DATA UNDER STUDY:

:::::

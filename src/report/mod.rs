//! Formatted terminal output for a finished run.

use crate::assemble::{AssembledModel, EcorrPresence};
use crate::data::{LoadMode, PulsarSet};
use crate::domain::RunConfig;

/// Summary of the resolved run: label, pulsars and one line per model.
pub fn format_run_summary(run: &RunConfig, pulsars: &PulsarSet, models: &[AssembledModel]) -> String {
    let mut out = String::new();

    out.push_str("=== ewarp - noise model setup ===\n");
    out.push_str(&format!("Parameters: {}\n", run.input_path.display()));
    out.push_str(&format!("Label: {}\n", run.label));
    let mode = match pulsars.mode {
        LoadMode::Batch => "all pulsars".to_string(),
        LoadMode::Single { index } => format!("single pulsar #{index}"),
    };
    out.push_str(&format!("Mode: {mode}\n"));
    out.push_str(&format!(
        "Pulsars: n={} | Tspan={:.3} d\n",
        pulsars.pulsars.len(),
        pulsars.tspan / 86_400.0
    ));
    out.push_str(&format!("Output: {}\n", pulsars.directory.display()));

    out.push_str("\nModels:\n");
    for model in models {
        out.push_str(&format!(
            "- {:<3} {:<24} params={:<4} {}\n",
            model.model_id,
            truncate(&model.model_name, 24),
            model.param_names().len(),
            model.params_file.display()
        ));
    }

    if let Some(model) = models.first() {
        let with_ecorr: Vec<&str> = model
            .ecorr
            .iter()
            .filter(|(_, presence)| *presence == EcorrPresence::Present)
            .map(|(name, _)| name.as_str())
            .collect();
        if !with_ecorr.is_empty() {
            out.push_str(&format!("\nECORR in timing solution: {}\n", with_ecorr.join(", ")));
        }
    }

    out
}

fn truncate(s: &str, max: usize) -> String {
    if s.chars().count() <= max {
        return s.to_string();
    }
    let mut out: String = s.chars().take(max.saturating_sub(1)).collect();
    out.push('.');
    out
}

#[cfg(test)]
mod tests {
    use std::path::{Path, PathBuf};

    use super::*;
    use crate::models::Pta;

    #[test]
    fn summary_lists_every_model() {
        let mut run = RunConfig::new(Path::new("params.dat"));
        run.label = "noise_sn_fcpr_1.0".to_string();
        let pulsars = PulsarSet {
            pulsars: Vec::new(),
            tspan: 86_400.0 * 2.5,
            directory: PathBuf::from("/out/3_J0437-4715"),
            mode: LoadMode::Single { index: 3 },
        };
        let models = vec![AssembledModel {
            model_id: 0,
            model_name: "a rather long noise model name".to_string(),
            pta: Pta::new(Vec::new()),
            ecorr: vec![("J0437-4715".to_string(), EcorrPresence::Present)],
            params_file: PathBuf::from("/out/3_J0437-4715/pars.txt"),
        }];

        let text = format_run_summary(&run, &pulsars, &models);
        assert!(text.contains("Label: noise_sn_fcpr_1.0"));
        assert!(text.contains("Mode: single pulsar #3"));
        assert!(text.contains("Tspan=2.500 d"));
        assert!(text.contains("a rather long noise mod."));
        assert!(text.contains("params=0"));
        assert!(text.contains("ECORR in timing solution: J0437-4715"));
    }

    #[test]
    fn truncate_keeps_short_strings() {
        assert_eq!(truncate("short", 10), "short");
        assert_eq!(truncate("abcdef", 4), "abc.");
    }
}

:::::

PROBLEM DESCRIPTION:
Copy each line above that contains the word "PathBuf".

EXERCISE RESULT:
    use std::path::{Path, PathBuf};
            directory: PathBuf::from("/out/3_J0437-4715"),
            params_file: PathBuf::from("/out/3_J0437-4715/pars.txt"),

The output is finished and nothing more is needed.